One of the more convoluted yet rewarding opportunities of as a freelancer is the freedom in your own schedule. This is especially true when working online, since most digital products may be created at any point from any computer. This means freelance writers, designers, and developers are constantly working towards a better means of communication.
At times this can lead to 3rd party solutions or even creating your own software out of desperation. But ultimately the largest goal should be security in your own accounts, and with your clients. In this article I want to discuss a few security tips which are geared towards freelancers. Although the Internet has become a much safer place over the years, there are still a lot of pitfalls to worry about.
Changing your Account Passwords
This can be a real challenge for some people who basically cannot stand major changes. I too often have a difficult time remembering to update my passwords every so often. But this is the greatest defense against nosy snooping eyes looking to gain access into your e-mail or social networks.
I think some of the bigger websites stand out as a larger target, such as Google or Apple. Both of these tech companies provide many services which all tie into a single account. Having any big-name account compromised means that a hacker/cracker may gain access to a number of vital services under your name.
There are some other lesser-important websites which you may still consider updating the passwords 2-3 times a year. I feel that creating new passwords is such an annoying task, and the memorization makes it that much worse. I recommend purchasing a few pads of sticky notes and use these to write down new passwords. Keep them around your desk for 1-2 weeks until you can memorize the new passcodes.
Handling Money in Private
The idea of mobile security doesn’t always stand out to me, and it feels like a lie in many ways. When out on your mobile smartphone or tablet it is common to access Internet via 3G/4G or through somebody else’s open wi-fi connection. This may provide enough to browse Facebook or Twitter, but I would advise against placing invoices or payments on your device.
These mobile hotspots are the perfect target for people looking to pick up on user passwords. And having somebody gain access to your online banking account is possibly much worse than somebody getting into your Facebook or Google. As a general rule of thumb I say avoid dealing with payments online whenever away from the house or office. Your home network will be that much more secure and trusted, so it is worth the wait.
Regular Data Backups
I cannot stress how important it is to manage copies of your data. This may include documents for invoices, spreadsheets, written articles, digital contacts, along with other important documentation. But your backups may also contain copies of your most important projects for past & current clients.
Think of putting together copies from your favorite websites, graphics, backend development, or even blog posts. There are so many various types of data any freelancer may be working with on a monthly basis. But the larger point is that hard drives do fail over time. These events are often slow yet insidious unless you are monitoring your HDDs regularly using SMART testing.
But even if you are checking the health of your drives, this doesn’t stop one from failing. There is no prevention from drives burning out aside from moving your data off and replacing them quickly. By making data backups a regular part of your routine, this becomes second nature in the event any of your hard drives actually fails. This would hopefully result in no permanent data loss and could be cleaned up fairly quickly.

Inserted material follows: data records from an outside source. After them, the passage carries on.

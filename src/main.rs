//! gemini-caller - chat with Gemini and keep the history
//!
#![doc = "Main entry point for the gemini-caller application."]

use anyhow::Result;

use tracing_subscriber::{layer::SubscriberExt, util::SubscriberInitExt, EnvFilter};

use gemini_caller::cli::{Cli, Commands};
use gemini_caller::commands;
use gemini_caller::config::Config;

#[tokio::main]
async fn main() -> Result<()> {
    let cli = Cli::parse_args();

    init_tracing(cli.verbose);

    let config_path = cli.config.as_deref().unwrap_or("config/config.yaml");
    let config = Config::load(config_path, &cli)?;

    config.validate()?;

    match cli.command {
        Commands::Serve { host, port } => {
            tracing::info!("Starting chat server");
            commands::serve(config, host, port).await?;
            Ok(())
        }
        Commands::Send { message, chat } => {
            if let Some(id) = chat {
                tracing::debug!("Continuing chat: {}", id);
            }
            commands::send(config, message, chat).await?;
            Ok(())
        }
        Commands::History { command } => {
            tracing::info!("Starting history command");
            commands::history::handle_history(&config, command)?;
            Ok(())
        }
    }
}

/// Initialize tracing subscriber with environment filter
fn init_tracing(verbose: bool) {
    let default_level = if verbose {
        "gemini_caller=debug,tower_http=debug"
    } else {
        "gemini_caller=info"
    };
    let env_filter =
        EnvFilter::try_from_default_env().unwrap_or_else(|_| EnvFilter::new(default_level));

    tracing_subscriber::registry()
        .with(env_filter)
        .with(tracing_subscriber::fmt::layer().with_writer(std::io::stderr))
        .init();
}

In the past we have written about productivity tips for freelancers with some very positive reception. Many of these tips still apply today, and can also affect your general security. Getting work done on time means you will not be rushing through the workload. This also means you will have a clearer mind to be focusing on whatever tasks are at hand.

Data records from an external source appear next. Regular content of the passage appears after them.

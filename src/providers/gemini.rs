//! Gemini provider implementation
//!
//! Sends one `generateContent` request per call. The whole conversation is
//! flattened into the text of a single user turn; no structured history is
//! sent.

use crate::config::GeminiConfig;
use crate::error::{GeminiCallerError, Result};
use crate::providers::{Provider, ProviderError};

use async_trait::async_trait;
use reqwest::Client;
use serde::Serialize;
use std::time::Duration;

/// Reply text used when a success body cannot be parsed
pub const EXTRACTION_FAILED: &str = "Error extracting text";

/// Request body for `models/{model}:generateContent`
#[derive(Debug, Serialize)]
pub struct GenerateContentRequest {
    contents: Vec<Content>,
}

#[derive(Debug, Serialize)]
struct Content {
    parts: Vec<Part>,
}

#[derive(Debug, Serialize)]
struct Part {
    text: String,
}

impl GenerateContentRequest {
    /// One conversation turn holding `prompt` as its only part
    pub fn single_turn(prompt: &str) -> Self {
        Self {
            contents: vec![Content {
                parts: vec![Part {
                    text: prompt.to_string(),
                }],
            }],
        }
    }
}

/// Gemini API provider
///
/// # Examples
///
/// ```
/// use gemini_caller::config::GeminiConfig;
/// use gemini_caller::providers::{GeminiProvider, Provider};
///
/// let config = GeminiConfig {
///     api_key: "test-key".to_string(),
///     ..GeminiConfig::default()
/// };
/// let provider = GeminiProvider::new(config).unwrap();
/// assert_eq!(provider.model(), "gemini-2.0-flash");
/// ```
pub struct GeminiProvider {
    client: Client,
    config: GeminiConfig,
}

impl GeminiProvider {
    /// Create a new Gemini provider
    ///
    /// # Errors
    ///
    /// Returns [`GeminiCallerError::MissingCredentials`] when the API key is
    /// empty, or a provider error if the HTTP client cannot be built
    pub fn new(config: GeminiConfig) -> Result<Self> {
        if config.api_key.trim().is_empty() {
            return Err(GeminiCallerError::MissingCredentials("gemini".to_string()).into());
        }

        let client = Client::builder()
            .timeout(Duration::from_secs(config.timeout_seconds))
            .user_agent(concat!("gemini-caller/", env!("CARGO_PKG_VERSION")))
            .build()
            .map_err(|e| {
                GeminiCallerError::Provider(format!("Failed to create HTTP client: {}", e))
            })?;

        tracing::info!(
            "Initialized Gemini provider: api_base={}, model={}",
            config.api_base,
            config.model
        );

        Ok(Self { client, config })
    }

    /// Full `generateContent` URL including the `key` query parameter
    fn endpoint(&self) -> Result<url::Url> {
        let raw = format!(
            "{}/models/{}:generateContent",
            self.config.api_base.trim_end_matches('/'),
            self.config.model
        );
        let mut url = url::Url::parse(&raw).map_err(|e| {
            GeminiCallerError::Provider(format!("Invalid Gemini endpoint {}: {}", raw, e))
        })?;
        url.query_pairs_mut().append_pair("key", &self.config.api_key);
        Ok(url)
    }
}

#[async_trait]
impl Provider for GeminiProvider {
    async fn generate_content(&self, prompt: &str) -> std::result::Result<String, ProviderError> {
        let url = self
            .endpoint()
            .map_err(|e| ProviderError::Transport(e.to_string()))?;
        let request = GenerateContentRequest::single_turn(prompt);

        tracing::debug!(
            "Sending Gemini request: model={}, prompt length={}",
            self.model(),
            prompt.len()
        );

        let timeout = self.config.timeout_seconds;
        let map_send_error = |e: reqwest::Error| {
            if e.is_timeout() {
                ProviderError::Timeout(timeout)
            } else {
                // Strip the URL: it carries the API key
                ProviderError::Transport(e.without_url().to_string())
            }
        };

        let response = self
            .client
            .post(url)
            .json(&request)
            .send()
            .await
            .map_err(map_send_error)?;

        let status = response.status();
        let body = response.text().await.map_err(map_send_error)?;

        if !status.is_success() {
            tracing::error!("Gemini returned error {}: {}", status, body);
            return Err(ProviderError::Api {
                status: status.as_u16(),
                body,
            });
        }

        Ok(body)
    }

    fn model(&self) -> String {
        self.config.model.clone()
    }
}

/// Concatenate `candidates[0].content.parts[*].text` from a success body
///
/// Never fails: a body that is not JSON, or that has no first candidate,
/// yields [`EXTRACTION_FAILED`]. Missing `parts` yield an empty string, a part
/// without `text` contributes nothing, and non-string scalar `text` values
/// (including `null`) contribute their JSON rendering.
///
/// # Examples
///
/// ```
/// use gemini_caller::providers::extract_text;
///
/// let body = r#"{"candidates":[{"content":{"parts":[{"text":"Hi"},{"text":" there"}]}}]}"#;
/// assert_eq!(extract_text(body), "Hi there");
/// assert_eq!(extract_text("<html>"), "Error extracting text");
/// ```
pub fn extract_text(body: &str) -> String {
    let root: serde_json::Value = match serde_json::from_str(body) {
        Ok(value) => value,
        Err(e) => {
            tracing::warn!("Error extracting text from Gemini response: {}", e);
            return EXTRACTION_FAILED.to_string();
        }
    };

    let Some(candidate) = root.get("candidates").and_then(|c| c.get(0)) else {
        tracing::warn!("Error extracting text from Gemini response: no candidates");
        return EXTRACTION_FAILED.to_string();
    };

    let parts = candidate
        .get("content")
        .and_then(|c| c.get("parts"))
        .and_then(|p| p.as_array());

    parts
        .into_iter()
        .flatten()
        .filter_map(|part| match part.get("text")? {
            serde_json::Value::String(s) => Some(s.clone()),
            serde_json::Value::Number(n) => Some(n.to_string()),
            serde_json::Value::Bool(b) => Some(b.to_string()),
            serde_json::Value::Null => Some("null".to_string()),
            _ => None,
        })
        .collect()
}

It is important for any freelancer to manage various projects at once without difficulty. I don’t recommend biting off more than you can chew, as this ultimately leads to unnecessary stress. But it is possible to be working with more than 2 people at a time. This will require a great deal of motivation along with a to-do list full of tasks you can actually follow. But in a lot of ways this can build a secure work environment through the communication alone.
You want to trust the clients you’re working with and communication is key. This level-headed communication may be meeting in person, chatting on the phone, or connecting through IM chat. These methods are all perfectly viable if you are cautious and aware of who is paying attention. Privacy is not always considered to be so important, but this is quite the understatement.

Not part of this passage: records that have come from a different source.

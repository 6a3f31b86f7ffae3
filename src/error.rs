//! Error types for gemini-caller
//!
//! This module defines the infrastructure error types used throughout the
//! application, using `thiserror` for ergonomic error handling. Failures of a
//! single chat exchange are not errors; they are reported as
//! [`crate::chat::ExchangeOutcome`] values.

use thiserror::Error;

/// Main error type for gemini-caller operations
///
/// Covers configuration loading, provider setup, conversation storage and
/// the conversions from the third-party errors we propagate.
#[derive(Error, Debug)]
pub enum GeminiCallerError {
    /// Configuration-related errors
    #[error("Configuration error: {0}")]
    Config(String),

    /// Provider-related errors (client setup, malformed endpoints)
    #[error("Provider error: {0}")]
    Provider(String),

    /// Missing credentials for provider
    #[error("Missing credentials for provider: {0}")]
    MissingCredentials(String),

    /// Conversation storage errors (database operations)
    #[error("Storage error: {0}")]
    Storage(String),

    /// A chat that was asked for does not exist
    #[error("Chat not found: {0}")]
    ChatNotFound(i64),

    /// IO errors
    #[error("IO error: {0}")]
    Io(#[from] std::io::Error),

    /// JSON serialization/deserialization errors
    #[error("Serialization error: {0}")]
    Serialization(#[from] serde_json::Error),

    /// YAML parsing errors
    #[error("YAML error: {0}")]
    Yaml(#[from] serde_yaml::Error),

    /// HTTP request errors
    #[error("HTTP error: {0}")]
    Http(#[from] reqwest::Error),
}

/// Result type alias for gemini-caller operations
///
/// Uses `anyhow::Error` so callers can attach context while the typed
/// [`GeminiCallerError`] stays recoverable through `downcast_ref`.
pub type Result<T> = anyhow::Result<T>;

Updating Important Software
I would argue that none of your work can be fully secured unless you know there are no vulnerabilities in your work station. Now this doesn’t mean you need to be using the latest release of Windows or OSX. In fact I would argue against this since new releases are often riddled with bugs. However you should confirm that your current operating system is fully patched and running the latest release version, whatever that may be.
It is all too easy for some backdoor trojan or keylogger to sneak into your system without knowing. I would argue this can be the same case for your smartphone as well. Both Android and iOS are fairly newer operating systems having only been on the market 4-6 years at most. But smartphones are also locked away from downloading software other than the app marketplaces, so you do have less to worry about.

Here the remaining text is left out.